---------- RECORDED DATA ----------
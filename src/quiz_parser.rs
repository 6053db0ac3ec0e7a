use chrono::{Local, NaiveDate};
use indexmap::IndexMap;
use log::{debug, trace};
use once_cell::sync::Lazy;
use regex::Regex;
use serde::{Deserialize, Serialize};

use crate::language_utils::TranslationLanguage;

// @module: Line-oriented quiz transcript parser

// @const: Header patterns, matched at the start of a trimmed line
static ROUND_REGEX: Lazy<Regex> = Lazy::new(|| Regex::new(r"(?i)^ROUND\s+(\w+)").unwrap());
static PLAYER_REGEX: Lazy<Regex> = Lazy::new(|| Regex::new(r"(?i)^PLAYER\s+(\w+)").unwrap());
static QUESTION_REGEX: Lazy<Regex> = Lazy::new(|| Regex::new(r"(?i)^QUESTION\s+(\w+)").unwrap());

// @const: Answer line, the remainder must be non-empty
static ANSWER_REGEX: Lazy<Regex> = Lazy::new(|| Regex::new(r"(?i)^ANS:\s*(.+)").unwrap());

// @const: `<primary> (accept <alt1, alt2>)`
static ACCEPT_REGEX: Lazy<Regex> = Lazy::new(|| {
    Regex::new(r"(?i)^(.+?)\s*\(accept\s+(.+?)\)").unwrap()
});

// @const: Separator for `<primary> or <alt>` answers (case-sensitive)
static OR_SPLIT_REGEX: Lazy<Regex> = Lazy::new(|| Regex::new(r"\s+or\s+").unwrap());

static TRANSLATION_REGEX: Lazy<Regex> = Lazy::new(|| {
    Regex::new(&format!(
        r"(?i)^({}):\s*(.+)",
        TranslationLanguage::name_alternation()
    ))
    .unwrap()
});

// @const: Leading "accept " marker(s) inside a translation value
static TRANSLATION_ACCEPT_PREFIX_REGEX: Lazy<Regex> = Lazy::new(|| Regex::new(r"^(?:accept\s+)+").unwrap());

// @const: Section markers that are never part of a question
static SECTION_MARKER_REGEX: Lazy<Regex> = Lazy::new(|| {
    Regex::new(r"(?i)^(TIEBREAKER|SPARE|NEAREST)").unwrap()
});

/// Document-level metadata
#[derive(Debug, Clone, PartialEq, Eq, Serialize, Deserialize)]
pub struct QuizMetadata {
    /// Quiz title, filled in by the caller
    pub title: String,

    /// Originating file name, filled in by the caller
    pub source: String,

    /// Date the conversion ran
    pub date: NaiveDate,

    /// Number of rounds in the document
    pub rounds: usize,
}

/// Parsed quiz: metadata plus the round/player/question tree
#[derive(Debug, Clone, PartialEq, Eq, Serialize, Deserialize)]
pub struct QuizDocument {
    pub metadata: QuizMetadata,
    pub rounds: Vec<Round>,
}

impl QuizDocument {
    /// Create an empty document dated `date`
    pub fn new(date: NaiveDate) -> Self {
        QuizDocument {
            metadata: QuizMetadata {
                title: String::new(),
                source: String::new(),
                date,
                rounds: 0,
            },
            rounds: Vec::new(),
        }
    }

    /// Total number of questions across every round and player
    pub fn total_questions(&self) -> usize {
        self.rounds
            .iter()
            .flat_map(|round| round.players.iter())
            .map(|player| player.questions.len())
            .sum()
    }

    /// Serialize to JSON, pretty-printed with a two-space indent when `pretty` is set
    pub fn to_json(&self, pretty: bool) -> serde_json::Result<String> {
        if pretty {
            serde_json::to_string_pretty(self)
        } else {
            serde_json::to_string(self)
        }
    }
}

/// A round of the contest
#[derive(Debug, Clone, PartialEq, Eq, Serialize, Deserialize)]
pub struct Round {
    pub round_number: u64,
    pub round_name: String,
    pub players: Vec<Player>,
}

impl Round {
    pub fn new(round_number: u64) -> Self {
        Round {
            round_number,
            round_name: format!("Round {}", round_number),
            players: Vec::new(),
        }
    }
}

/// Questions set for one player within a round
#[derive(Debug, Clone, PartialEq, Eq, Serialize, Deserialize)]
pub struct Player {
    pub player_number: u64,
    pub questions: Vec<Question>,
}

impl Player {
    pub fn new(player_number: u64) -> Self {
        Player {
            player_number,
            questions: Vec::new(),
        }
    }
}

/// A single question with its answer, alternates and translations
///
/// Empty `translations` and `accept` collections are left out of the
/// serialized output.
#[derive(Debug, Clone, PartialEq, Eq, Serialize, Deserialize)]
pub struct Question {
    pub question_number: u64,
    pub question_text: String,
    pub answer: String,

    /// Lowercase language name to translated text, in the order first seen
    #[serde(default, skip_serializing_if = "IndexMap::is_empty")]
    pub translations: IndexMap<String, String>,

    /// Alternate answers a grader should also accept
    #[serde(default, skip_serializing_if = "Vec::is_empty")]
    pub accept: Vec<String>,
}

impl Question {
    pub fn new(question_number: u64) -> Self {
        Question {
            question_number,
            question_text: String::new(),
            answer: String::new(),
            translations: IndexMap::new(),
            accept: Vec::new(),
        }
    }
}

/// What the parser is currently reading free text for
#[derive(Debug, Clone, Copy, PartialEq, Eq, Default)]
pub enum ParseState {
    /// Nothing open yet
    #[default]
    Idle,
    /// Between a question header and its answer line
    CollectingQuestionText,
    /// After an answer line, waiting for translation lines
    CollectingTranslations,
}

/// Classification of a single trimmed line
#[derive(Debug, Clone, PartialEq, Eq)]
pub enum LineKind<'a> {
    Blank,
    RoundHeader(u64),
    PlayerHeader(u64),
    QuestionHeader(u64),
    /// Everything after `ANS:`
    Answer(&'a str),
    Translation {
        language: TranslationLanguage,
        text: &'a str,
    },
    /// Free text belonging to the open question
    Continuation(&'a str),
    /// TIEBREAKER / SPARE / NEAREST lines met while reading question text
    SectionMarker,
    /// Anything else; dropped
    Ignored,
}

/// Answer value split into the primary answer and its alternates
#[derive(Debug, Clone, PartialEq, Eq)]
pub struct ParsedAnswer {
    pub answer: String,
    pub accept: Vec<String>,
}

/// Convert a header token (`"3"`, `"THREE"`, `"three"`) to a number
///
/// Digits are parsed directly, with single underscores allowed between
/// digits (`1_000`); the words ONE through TEN are looked up
/// case-insensitively. Anything else, including integers beyond `u64::MAX`,
/// resolves to 1.
pub fn word_to_number(token: &str) -> u64 {
    if let Some(number) = parse_digits(token) {
        return number;
    }

    match token.to_uppercase().as_str() {
        "ONE" => 1,
        "TWO" => 2,
        "THREE" => 3,
        "FOUR" => 4,
        "FIVE" => 5,
        "SIX" => 6,
        "SEVEN" => 7,
        "EIGHT" => 8,
        "NINE" => 9,
        "TEN" => 10,
        _ => 1,
    }
}

fn parse_digits(token: &str) -> Option<u64> {
    let valid = !token.is_empty()
        && token
            .split('_')
            .all(|group| !group.is_empty() && group.bytes().all(|b| b.is_ascii_digit()));
    if !valid {
        return None;
    }

    token.replace('_', "").parse().ok()
}

/// Split the text after `ANS:` into the answer and its accepted alternates
///
/// `Paris (accept Paris, France)` yields `Paris` with `[Paris, France]`;
/// `Tokyo or Kyoto or Osaka` yields `Tokyo` with `[Kyoto, Osaka]`.
pub fn parse_answer(rest: &str) -> ParsedAnswer {
    let rest = rest.trim();

    if let Some(caps) = ACCEPT_REGEX.captures(rest) {
        let answer = caps.get(1).map_or("", |m| m.as_str()).trim().to_string();
        let accept = caps
            .get(2)
            .map_or("", |m| m.as_str())
            .split(',')
            .map(|alt| alt.trim().to_string())
            .collect();
        return ParsedAnswer { answer, accept };
    }

    let parts: Vec<&str> = OR_SPLIT_REGEX.split(rest).collect();
    if parts.len() > 1 {
        return ParsedAnswer {
            answer: parts[0].trim().to_string(),
            accept: parts[1..].iter().map(|part| part.trim().to_string()).collect(),
        };
    }

    ParsedAnswer {
        answer: rest.to_string(),
        accept: Vec::new(),
    }
}

fn strip_accept_prefix(text: &str) -> String {
    TRANSLATION_ACCEPT_PREFIX_REGEX.replace(text, "").into_owned()
}

/// Where the question currently receiving text, answers and translations lives
#[derive(Debug)]
enum QuestionSlot {
    /// Inside the document tree
    Attached {
        round: usize,
        player: usize,
        question: usize,
    },
    /// Opened while no player was open. It is filled in like any other
    /// question but never reaches the output.
    Orphan(Question),
}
----------
**HOW TO COMPLETE THIS TASK**.
In the data above, find each line where the string "lines" appears, then copy it.

**ANSWER TO THIS TASK**.
    /// After an answer line, waiting for translation lines
    /// TIEBREAKER / SPARE / NEAREST lines met while reading question text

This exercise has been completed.